There are also various further developments with respect to the above second embodiment, in which the axis of the hook does not extend coaxial to the swivel pin of the bar, but rather vertical thereto. The hook is then preferably swivelably mounted at an extension of the profile piece and is forced into its locking position, e.g., by the force of gravity. The hook can then be lifted out of this locking position, which was achieved, e.g., by force of gravity or spring force, in that the bar holder forms a cam which slides along a cam path formed by the hook and, in so doing, lifts the hook against the force of gravity when the door is to be opened and the door handle is turned for this purpose.

BRIEF DESCRIPTION OF THE DRAWINGS

The invention is described more fully in the following with reference to embodiment examples shown in the drawings.

FIG. 1 shows a view in cross section through a snap lock installed in the fold area of the sliding door of a machine casing;

FIG. 2 shows a top view of one of the two bar holders;

FIG. 3 shows a side view of the snap lock according to FIG. 1;

FIG. 4 shows a top view of the snap lock of FIG. 1;

FIG. 5 shows a view similar to FIG. 1 of the snap lock when the sliding door is pushed closed;

FIG. 6 shows a view similar to FIG. 1 of the snap lock during the opening process;

FIG. 7 shows a side view of another embodiment form; and

FIG. 8 shows a sectional view of the embodiment form of FIG. 7.

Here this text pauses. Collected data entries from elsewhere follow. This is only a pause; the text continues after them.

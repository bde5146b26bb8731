use parking_lot::RwLock;
use std::fs::{self, File};
use std::io::{self, ErrorKind, Write};
use std::path::{Path, PathBuf};

use crate::error::StoreError;
use crate::store::Store;
use crate::stores::memory::Entries;

/// Configuration for FileStore.
#[derive(Debug, Clone)]
pub struct FileStoreConfig {
    /// File holding the persisted key space. Created on first write.
    pub path: PathBuf,

    /// Maximum number of bytes (keys plus values) the store may hold.
    /// `None` means unlimited.
    pub quota_bytes: Option<usize>,
}

/// Persistent store backed by a single JSON file.
///
/// The key space is kept in memory and written through to disk on every
/// mutation. The file holds a JSON array of `[key, value]` pairs in
/// enumeration order. Writes go to a sibling temp file that is then renamed
/// over the original, so a crash never leaves a half-written file behind.
pub struct FileStore {
    path: PathBuf,
    state: RwLock<Entries>,
    quota_bytes: Option<usize>,
}

impl FileStore {
    /// Open the store, loading any previously persisted entries.
    ///
    /// A missing file is an empty store. A file that cannot be parsed is
    /// reported as [`StoreError::Corrupt`] rather than silently discarded.
    ///
    /// # Example
    /// ```ignore
    /// let store = FileStore::open(FileStoreConfig {
    ///     path: "data/storage.json".into(),
    ///     quota_bytes: Some(5 * 1024 * 1024),
    /// })?;
    /// ```
    pub fn open(config: FileStoreConfig) -> Result<Self, StoreError> {
        let entries = match fs::read_to_string(&config.path) {
            Ok(data) if data.trim().is_empty() => Entries::default(),
            Ok(data) => {
                let pairs: Vec<(String, String)> = serde_json::from_str(&data).map_err(|e| {
                    StoreError::Corrupt(format!("{}: {}", config.path.display(), e))
                })?;
                Entries::from_pairs(pairs)
            }
            Err(e) if e.kind() == ErrorKind::NotFound => Entries::default(),
            Err(e) => return Err(e.into()),
        };

        tracing::debug!(
            "Opened file store: path={}, entries={}",
            config.path.display(),
            entries.len()
        );

        Ok(FileStore {
            path: config.path,
            state: RwLock::new(entries),
            quota_bytes: config.quota_bytes,
        })
    }

    /// Location of the backing file.
    pub fn path(&self) -> &Path {
        &self.path
    }

    /// Bytes currently accounted against the quota.
    pub fn used_bytes(&self) -> usize {
        self.state.read().used_bytes()
    }

    /// Apply `change` to a copy of the state, persist it, then commit.
    ///
    /// `change` returns whether anything changed; unchanged state is not
    /// rewritten.
    fn mutate<F>(&self, change: F) -> Result<(), StoreError>
    where
        F: FnOnce(&mut Entries) -> Result<bool, StoreError>,
    {
        let mut state = self.state.write();
        let mut next = state.clone();
        if !change(&mut next)? {
            return Ok(());
        }
        persist(&self.path, &next)?;
        *state = next;
        Ok(())
    }
}

fn temp_path(path: &Path) -> PathBuf {
    let mut name = path.as_os_str().to_owned();
    name.push(".tmp");
    PathBuf::from(name)
}

fn persist(path: &Path, entries: &Entries) -> Result<(), StoreError> {
    let data = serde_json::to_string(&entries.pairs())
        .map_err(|e| StoreError::Corrupt(format!("failed to encode store: {}", e)))?;

    if let Some(parent) = path.parent().filter(|p| !p.as_os_str().is_empty()) {
        fs::create_dir_all(parent)?;
    }

    // Atomic write: temp + fsync + rename
    let tmp = temp_path(path);
    if let Err(e) = write_synced(&tmp, data.as_bytes()).and_then(|()| fs::rename(&tmp, path)) {
        let _ = fs::remove_file(&tmp);
        return Err(e.into());
    }
    Ok(())
}

fn write_synced(path: &Path, data: &[u8]) -> io::Result<()> {
    let mut file = File::create(path)?;
    file.write_all(data)?;
    file.sync_all()
}

impl Store for FileStore {
    fn name(&self) -> &'static str {
        "file"
    }

    fn read(&self, key: &str) -> Result<Option<String>, StoreError> {
        Ok(self.state.read().get(key).cloned())
    }

    fn write(&self, key: &str, value: &str) -> Result<(), StoreError> {
        let quota = self.quota_bytes;
        self.mutate(|entries| {
            entries.insert(key, value, quota)?;
            Ok(true)
        })
    }

    fn delete(&self, key: &str) -> Result<(), StoreError> {
        self.mutate(|entries| Ok(entries.remove(key)))
    }

    fn delete_many(&self, keys: &[String]) -> Result<(), StoreError> {
        self.mutate(|entries| Ok(entries.remove_many(keys) > 0))
    }

    fn clear(&self) -> Result<(), StoreError> {
        self.mutate(|entries| {
            let changed = !entries.is_empty();
            entries.clear();
            Ok(changed)
        })
    }

    fn count(&self) -> Result<usize, StoreError> {
        Ok(self.state.read().len())
    }

    fn key_at(&self, index: usize) -> Result<Option<String>, StoreError> {
        Ok(self.state.read().key_at(index).cloned())
    }
}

DESCRIPTION OF THE PREFERRED EMBODIMENTS

FIG. 1 shows a view in cross section through a snap lock 10 for a sliding door 12 which is provided in the area of the snap lock with a sheet metal fold 14 which, in this instance, forms a rectangular hollow profile which is essentially completely closed or partially closed. A profile of this kind can extend circumferentially or can be provided at only one side of the door. The profile accordingly forms a rectangular frame, for example, into which is fitted a plate 16 or a corresponding grating. The sliding door 12 is mounted so as to be displaceable in a manner not relevant in this context within a housing or machine casing 18, for example, by means of rollers, rope suspension or the like such that it can be displaced from a first open position into a second position, shown in FIG. 1, which closes the opening of the machine casing. On or in the side of the sliding door 12 that is reinforced by the fold 14 or profile, a handle 20 is mounted around a swivel pin 22 extending parallel to the reinforced side of the door leaf and located behind the door leaf or inside the sheet metal fold 14 or in the hollow profile and cooperates with a latch in one door sliding direction 24 as will be described in more detail. Further, FIG. 1 shows a retaining device 26 which is arranged on or accommodated in the door frame 18 (or a profile defining an opening of the machine casing) and which is formed, e.g., as a pin that is welded to the sheet metal of the profile 18 according to FIG. 2 and receives a hook 30 formed by the latch bolt device 24 as is shown in FIG. 1. The handle 20 itself is a round bar 32 (see also FIG. 4) which can be constructed as a pipe or as a solid bar. The two ends 34, 36 (see FIG. 3) of the bar 32 are received in a bar holder 38, 40, at least one of which (the upper one in FIG. 4) is provided with a hook 30 which is mounted coaxially about the pin 22 of the holder and which has a coupling 41 provided with free travel and forms the latch 24. The bar holder 40 enclosing the latch comprises a two-pronged fork 44 (see also FIG. 2), the hook 30 being mounted between the two fork prongs 46, 48 so as to be swivelable about a pin axis 22 between a position shown in FIG. 1 and a position shown in FIG. 6.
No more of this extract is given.